:: WORK TO COMPLETE ::
Where does the string "FmtSubscriber" appear in the records? Copy every line that contains it.

(Stored data)
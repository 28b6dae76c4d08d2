use chordpad::config::ChordpadConfig;
use chordpad::daemon;
use color_eyre::eyre::WrapErr;
use color_eyre::Result;
use tokio_util::sync::CancellationToken;
use tracing::{info, warn, Level};
use tracing_subscriber::FmtSubscriber;

const LOG_ENV: &str = "CHORDPAD_LOG";

#[tokio::main]
async fn main() -> Result<()> {
    setup()?;

    let path = ChordpadConfig::default_path();
    let config = ChordpadConfig::load(path.as_deref())
        .await
        .wrap_err("Failed to load chordpad configuration")?;

    let shutdown = CancellationToken::new();
    tokio::spawn(wait_for_shutdown(shutdown.clone()));

    daemon::run(config, shutdown)
        .await
        .wrap_err("Chordpad daemon stopped with an error")?;

    info!("Bye");
    Ok(())
}

fn setup() -> Result<()> {
    if std::env::var("RUST_LIB_BACKTRACE").is_err() {
        std::env::set_var("RUST_LIB_BACKTRACE", "0")
    }
    color_eyre::install()?;
    setup_logging(log_level());
    Ok(())
}

fn log_level() -> Level {
    std::env::var(LOG_ENV)
        .ok()
        .and_then(|level| level.parse().ok())
        .unwrap_or(Level::INFO)
}

fn setup_logging(level: Level) {
    FmtSubscriber::builder()
        .with_max_level(level)
        .with_target(false)
        .with_thread_ids(true)
        .with_file(true)
        .with_line_number(true)
        .pretty()
        .init();
}

/// Cancels `shutdown` on Ctrl-C or SIGTERM
async fn wait_for_shutdown(shutdown: CancellationToken) {
    let ctrl_c = async {
        if let Err(e) = tokio::signal::ctrl_c().await {
            warn!("Cannot listen for Ctrl-C: {}", e);
            std::future::pending::<()>().await;
        }
    };

    #[cfg(unix)]
    let terminate = async {
        use tokio::signal::unix::{signal, SignalKind};
        match signal(SignalKind::terminate()) {
            Ok(mut sigterm) => {
                sigterm.recv().await;
            }
            Err(e) => {
                warn!("Cannot listen for SIGTERM: {}", e);
                std::future::pending::<()>().await;
            }
        }
    };
    #[cfg(not(unix))]
    let terminate = std::future::pending::<()>();

    tokio::select! {
        _ = ctrl_c => info!("Received Ctrl-C, shutting down"),
        _ = terminate => info!("Received SIGTERM, shutting down"),
    }
    shutdown.cancel();
}
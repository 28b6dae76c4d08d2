use crate::chord::{ChordModel, ChordOutputMapping};
use crate::output::{render, KeySink};
use crate::pipeline::{report_upstream_closure, ErrorSlot, StageError};
use std::sync::Arc;
use std::time::Duration;
use tokio::sync::mpsc;
use tokio_util::sync::CancellationToken;
use tracing::{error, info, warn};

/// Plays every completed chord on the sink
///
/// Models without a pending chord are skipped. Unbound chords are logged; a
/// sink failure ends the stage and cancels the scope.
pub async fn run_output_stage<K: KeySink>(
    mut sink: K,
    mapping: Arc<ChordOutputMapping>,
    settle_delay: Duration,
    mut receiver: mpsc::Receiver<ChordModel>,
    scope: CancellationToken,
    upstream: ErrorSlot,
    slot: ErrorSlot,
) {
    info!("Output stage started");

    loop {
        let received = tokio::select! {
            biased;
            _ = scope.cancelled() => {
                slot.record(StageError::Cancelled);
                break;
            }
            received = receiver.recv() => received,
        };

        let Some(model) = received else {
            report_upstream_closure(slot.stage(), &upstream);
            break;
        };

        let Some(chord) = model.pending() else {
            continue;
        };

        let event = match mapping.resolve(chord) {
            Ok(event) => event,
            Err(e) => {
                warn!("{}", e);
                continue;
            }
        };

        info!("Chord {} -> {}", chord, event);
        if let Err(e) = render(&mut sink, &event, settle_delay).await {
            error!("Output stage failed: {}", e);
            slot.record(StageError::Output(e));
            scope.cancel();
            break;
        }
    }

    info!("Output stage finished");
}
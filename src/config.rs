//! Daemon configuration
//!
//! Read once at startup from a TOML file. Every section is optional and falls
//! back to the built-in defaults, which describe a Steam Controller typing on
//! its two touch pads.

use crate::chord::{
    Chord, ChordInputMapping, ChordOutputMapping, MappingError, Modifier, OutputEvent,
};
use crate::controller::{Button, DeviceLayout};
use crate::discovery::{BackoffSettings, DeviceRequirements, DeviceSelector};
use evdev::Key;
use serde::{Deserialize, Serialize};
use std::path::{Path, PathBuf};
use std::time::Duration;
use tracing::{debug, info, warn};

/// Environment variable overriding the configuration file location
pub const CONFIG_ENV: &str = "CHORDPAD_CONFIG";

#[derive(Debug, thiserror::Error)]
pub enum ConfigError {
    #[error("Failed to read config file {}: {source}", .path.display())]
    Read {
        path: PathBuf,
        #[source]
        source: std::io::Error,
    },

    #[error("Failed to parse config: {0}")]
    Parse(#[from] toml::de::Error),

    #[error("Invalid mapping: {0}")]
    Mapping(#[from] MappingError),

    #[error("Bit {bit} for {button} is out of range, chords have {} bits", Chord::WIDTH)]
    InvalidBit { button: Button, bit: u8 },

    #[error("Invalid backoff settings: {0:?}")]
    InvalidBackoff(BackoffSettings),
}

#[derive(Clone, Debug, PartialEq, Eq, Serialize, Deserialize)]
pub struct InputBinding {
    pub button: Button,
    pub bit: u8,
}

/// A set of buttons pressed together and the key it types
#[derive(Clone, Debug, PartialEq, Eq, Serialize, Deserialize)]
pub struct ChordBinding {
    pub buttons: Vec<Button>,
    #[serde(with = "evdev_name")]
    pub key: Key,
    #[serde(default)]
    pub shift: bool,
}

/// A button that holds `key` around whatever chord it joins
#[derive(Clone, Debug, PartialEq, Eq, Serialize, Deserialize)]
pub struct ModifierBinding {
    pub button: Button,
    #[serde(with = "evdev_name")]
    pub key: Key,
}

#[derive(Clone, Debug, PartialEq, Eq, Serialize, Deserialize)]
#[serde(default)]
pub struct OutputSettings {
    pub name: String,
    pub settle_delay_ms: u64,
}

impl Default for OutputSettings {
    fn default() -> Self {
        Self {
            name: "Chordpad Virtual Keyboard".to_string(),
            settle_delay_ms: 50,
        }
    }
}

#[derive(Clone, Debug, PartialEq, Serialize, Deserialize)]
#[serde(default)]
pub struct ChordpadConfig {
    pub device: DeviceSelector,
    /// Layout of a single device
    pub layout: DeviceLayout,
    /// Layouts of the two devices in paired mode
    pub left_layout: DeviceLayout,
    pub right_layout: DeviceLayout,
    pub output: OutputSettings,
    pub backoff: BackoffSettings,
    pub input: Vec<InputBinding>,
    pub chord: Vec<ChordBinding>,
    pub modifier: Vec<ModifierBinding>,
}

impl Default for ChordpadConfig {
    fn default() -> Self {
        Self {
            device: DeviceSelector::default(),
            layout: DeviceLayout::steam_controller(),
            left_layout: DeviceLayout::left_hand_mouse(),
            right_layout: DeviceLayout::right_hand_mouse(),
            output: OutputSettings::default(),
            backoff: BackoffSettings::default(),
            input: default_input_bits(),
            chord: default_chords(),
            modifier: default_modifiers(),
        }
    }
}

impl ChordpadConfig {
    /// `$CHORDPAD_CONFIG`, else `chordpad/config.toml` in the user config dir
    pub fn default_path() -> Option<PathBuf> {
        match std::env::var_os(CONFIG_ENV) {
            Some(path) => Some(PathBuf::from(path)),
            None => dirs::config_dir().map(|dir| dir.join("chordpad").join("config.toml")),
        }
    }

    /// Loads `path`, or the built-in defaults when there is no file
    pub async fn load(path: Option<&Path>) -> Result<Self, ConfigError> {
        let Some(path) = path else {
            info!("No config location available, using built-in defaults");
            return Ok(Self::default());
        };

        let exists = tokio::fs::try_exists(path)
            .await
            .map_err(|source| ConfigError::Read {
                path: path.to_path_buf(),
                source,
            })?;
        if !exists {
            info!(
                "No config file at {}, using built-in defaults",
                path.display()
            );
            return Ok(Self::default());
        }

        let content = tokio::fs::read_to_string(path)
            .await
            .map_err(|source| ConfigError::Read {
                path: path.to_path_buf(),
                source,
            })?;
        let config = Self::from_toml_str(&content)?;
        info!("Loaded config from {}", path.display());
        Ok(config)
    }

    pub fn from_toml_str(content: &str) -> Result<Self, ConfigError> {
        let config: Self = toml::from_str(content)?;
        debug!(
            "Parsed config with {} inputs, {} chords, {} modifiers",
            config.input.len(),
            config.chord.len(),
            config.modifier.len()
        );
        Ok(config)
    }

    pub fn settle_delay(&self) -> Duration {
        Duration::from_millis(self.output.settle_delay_ms)
    }

    pub fn input_mapping(&self) -> Result<ChordInputMapping, ConfigError> {
        let bindings = self
            .input
            .iter()
            .map(|binding| {
                Chord::bit(binding.bit)
                    .map(|chord| (binding.button, chord))
                    .ok_or(ConfigError::InvalidBit {
                        button: binding.button,
                        bit: binding.bit,
                    })
            })
            .collect::<Result<Vec<_>, _>>()?;

        Ok(ChordInputMapping::new(bindings)?)
    }

    pub fn output_mapping(
        &self,
        input: &ChordInputMapping,
    ) -> Result<ChordOutputMapping, ConfigError> {
        let modifiers = self
            .modifier
            .iter()
            .map(|binding| {
                input
                    .chord_for(binding.button)
                    .map(|bit| Modifier {
                        bit,
                        key: binding.key,
                    })
                    .ok_or(MappingError::UnmappedButton(binding.button))
            })
            .collect::<Result<Vec<_>, _>>()?;

        let mut mapping = ChordOutputMapping::new(modifiers)?;
        for binding in &self.chord {
            let chord = input.chord_of(&binding.buttons)?;
            let event = if binding.shift {
                OutputEvent::shifted(OutputEvent::Press(binding.key))
            } else {
                OutputEvent::Press(binding.key)
            };
            mapping.bind(chord, event)?;
        }

        Ok(mapping)
    }

    /// Checks the whole configuration and builds both chord tables
    pub fn validate(&self) -> Result<(ChordInputMapping, ChordOutputMapping), ConfigError> {
        if !self.backoff.is_valid() {
            return Err(ConfigError::InvalidBackoff(self.backoff.clone()));
        }

        let input = self.input_mapping()?;
        let output = self.output_mapping(&input)?;

        for button in self
            .active_layouts()
            .into_iter()
            .flat_map(|layout| layout.buttons())
        {
            if input.chord_for(button).is_none() {
                warn!("{} is in the device layout but has no chord bit", button);
            }
        }
        if self.device_requirements().is_empty() {
            warn!("Device layout binds nothing, any input device will be picked");
        }

        info!(
            "Configured {} chord inputs and {} chords",
            input.len(),
            output.len()
        );
        Ok((input, output))
    }

    /// Layouts of the devices the daemon reads from
    pub fn active_layouts(&self) -> Vec<&DeviceLayout> {
        if self.device.pair.is_some() {
            vec![&self.left_layout, &self.right_layout]
        } else {
            vec![&self.layout]
        }
    }

    /// Codes a device must advertise to be picked for the active layouts
    pub fn device_requirements(&self) -> DeviceRequirements {
        if self.device.pair.is_some() {
            DeviceRequirements::shared(&self.left_layout, &self.right_layout)
        } else {
            DeviceRequirements::for_layout(&self.layout)
        }
    }
}

fn default_input_bits() -> Vec<InputBinding> {
    use Button::*;

    [
        LeftPadSouth,
        LeftPadEast,
        LeftPadNorth,
        LeftPadWest,
        RightPadSouth,
        RightPadEast,
        RightPadNorth,
        RightPadWest,
        South,
        LeftTrigger,
        LeftBumper,
        LeftThumb,
        RightThumb,
        RightBumper,
        RightTrigger,
        East,
        LeftHandPrimary,
        LeftHandSecondary,
        RightHandPrimary,
        RightHandSecondary,
    ]
    .into_iter()
    .zip(0u8..)
    .map(|(button, bit)| InputBinding { button, bit })
    .collect()
}

fn default_chords() -> Vec<ChordBinding> {
    use Button::*;

    let chord = |buttons: &[Button], key| ChordBinding {
        buttons: buttons.to_vec(),
        key,
        shift: false,
    };

    vec![
        // Letters, typed on the two pads
        chord(&[LeftPadWest], Key::KEY_A),
        chord(&[LeftPadSouth, LeftPadNorth, RightPadEast], Key::KEY_B),
        chord(&[LeftPadNorth, LeftPadWest], Key::KEY_C),
        chord(&[LeftPadEast, LeftPadWest], Key::KEY_D),
        chord(&[LeftPadNorth], Key::KEY_E),
        chord(&[LeftPadSouth, LeftPadNorth], Key::KEY_F),
        chord(&[LeftPadNorth, RightPadEast], Key::KEY_G),
        chord(&[RightPadNorth, RightPadWest], Key::KEY_H),
        chord(&[RightPadNorth], Key::KEY_I),
        chord(&[LeftPadWest, RightPadNorth], Key::KEY_J),
        chord(&[RightPadSouth, RightPadWest], Key::KEY_K),
        chord(&[RightPadSouth, RightPadNorth], Key::KEY_L),
        chord(&[RightPadEast, RightPadWest], Key::KEY_M),
        chord(&[RightPadWest], Key::KEY_N),
        chord(&[RightPadEast], Key::KEY_O),
        chord(&[RightPadSouth], Key::KEY_P),
        chord(&[LeftPadWest, RightPadEast], Key::KEY_Q),
        chord(&[LeftPadEast, LeftPadNorth], Key::KEY_R),
        chord(&[LeftPadSouth], Key::KEY_S),
        chord(&[LeftPadEast], Key::KEY_T),
        chord(&[RightPadEast, RightPadNorth], Key::KEY_U),
        chord(&[LeftPadNorth, RightPadWest], Key::KEY_V),
        chord(&[LeftPadSouth, LeftPadWest], Key::KEY_W),
        chord(
            &[
                LeftPadEast,
                LeftPadNorth,
                LeftPadWest,
                RightPadEast,
                RightPadNorth,
                RightPadWest,
            ],
            Key::KEY_W,
        ),
        chord(&[LeftPadSouth, LeftPadEast], Key::KEY_X),
        chord(&[LeftPadEast, RightPadNorth], Key::KEY_Y),
        chord(&[LeftPadEast, RightPadWest], Key::KEY_Z),
        // Editing keys on the face and stick buttons
        chord(&[South], Key::KEY_SPACE),
        chord(&[East], Key::KEY_BACKSPACE),
        chord(&[RightThumb], Key::KEY_ENTER),
        chord(&[LeftThumb], Key::KEY_TAB),
        chord(&[South, East], Key::KEY_ESC),
        chord(&[East, LeftThumb], Key::KEY_DELETE),
    ]
}

fn default_modifiers() -> Vec<ModifierBinding> {
    [
        (Button::LeftTrigger, Key::KEY_RIGHTSHIFT),
        (Button::RightTrigger, Key::KEY_RIGHTCTRL),
        (Button::LeftBumper, Key::KEY_RIGHTALT),
        (Button::RightBumper, Key::KEY_RIGHTMETA),
    ]
    .into_iter()
    .map(|(button, key)| ModifierBinding { button, key })
    .collect()
}

/// Serde adapter storing evdev codes by their kernel name, e.g. `KEY_Q` or `ABS_HAT0X`
pub mod evdev_name {
    use serde::de::Error;
    use serde::{Deserialize, Deserializer, Serializer};
    use std::fmt::Debug;
    use std::str::FromStr;

    pub fn serialize<T, S>(value: &T, serializer: S) -> Result<S::Ok, S::Error>
    where
        T: Debug,
        S: Serializer,
    {
        serializer.collect_str(&format_args!("{:?}", value))
    }

    pub fn deserialize<'de, T, D>(deserializer: D) -> Result<T, D::Error>
    where
        T: FromStr,
        D: Deserializer<'de>,
    {
        let name = String::deserialize(deserializer)?;
        name.parse()
            .map_err(|_| D::Error::custom(format!("unknown evdev name '{}'", name)))
    }
}
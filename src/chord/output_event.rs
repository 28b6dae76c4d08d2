//! Output actions produced by a resolved chord

use evdev::Key;
use std::fmt;

/// The key that turns a wrapped event into a [`OutputEvent::Shifted`]
pub const SHIFT_KEY: Key = Key::KEY_RIGHTSHIFT;

/// What a chord types
///
/// A leaf presses one key. The wrapping variants hold a modifier down around
/// an inner event and may nest to any depth.
#[derive(Clone, Debug, PartialEq, Eq)]
pub enum OutputEvent {
    Press(Key),
    Shifted(Box<OutputEvent>),
    Wrapped {
        modifier: Key,
        inner: Box<OutputEvent>,
    },
}

/// One step of rendering an [`OutputEvent`] onto a keyboard
#[derive(Clone, Copy, Debug, PartialEq, Eq)]
pub enum KeyStroke {
    Press(Key),
    /// Pause between a leaf press and its release
    Settle,
    Release(Key),
}

impl OutputEvent {
    pub fn shifted(inner: OutputEvent) -> Self {
        OutputEvent::Shifted(Box::new(inner))
    }

    pub fn wrap(modifier: Key, inner: OutputEvent) -> Self {
        if modifier == SHIFT_KEY {
            return OutputEvent::shifted(inner);
        }

        OutputEvent::Wrapped {
            modifier,
            inner: Box::new(inner),
        }
    }

    /// Flattens the event into press and release steps
    ///
    /// Every press is matched by a release in reverse order, so no key is left
    /// down once the sequence has been played.
    pub fn keystrokes(&self) -> Vec<KeyStroke> {
        let mut strokes = Vec::new();
        self.render_into(&mut strokes);
        strokes
    }

    fn render_into(&self, strokes: &mut Vec<KeyStroke>) {
        match self {
            OutputEvent::Press(key) => {
                strokes.push(KeyStroke::Press(*key));
                strokes.push(KeyStroke::Settle);
                strokes.push(KeyStroke::Release(*key));
            }
            OutputEvent::Shifted(inner) => {
                strokes.push(KeyStroke::Press(SHIFT_KEY));
                inner.render_into(strokes);
                strokes.push(KeyStroke::Release(SHIFT_KEY));
            }
            OutputEvent::Wrapped { modifier, inner } => {
                strokes.push(KeyStroke::Press(*modifier));
                inner.render_into(strokes);
                strokes.push(KeyStroke::Release(*modifier));
            }
        }
    }

    /// All keys this event touches
    pub fn keys(&self) -> Vec<Key> {
        match self {
            OutputEvent::Press(key) => vec![*key],
            OutputEvent::Shifted(inner) => {
                let mut keys = inner.keys();
                keys.push(SHIFT_KEY);
                keys
            }
            OutputEvent::Wrapped { modifier, inner } => {
                let mut keys = inner.keys();
                keys.push(*modifier);
                keys
            }
        }
    }
}

impl fmt::Display for OutputEvent {
    fn fmt(&self, f: &mut fmt::Formatter<'_>) -> fmt::Result {
        match self {
            OutputEvent::Press(key) => write!(f, "{:?}", key),
            OutputEvent::Shifted(inner) => write!(f, "Shift+{}", inner),
            OutputEvent::Wrapped { modifier, inner } => write!(f, "{:?}+{}", modifier, inner),
        }
    }
}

:: OUTPUT FOR THIS EXERCISE ::
use tracing_subscriber::FmtSubscriber;
    FmtSubscriber::builder()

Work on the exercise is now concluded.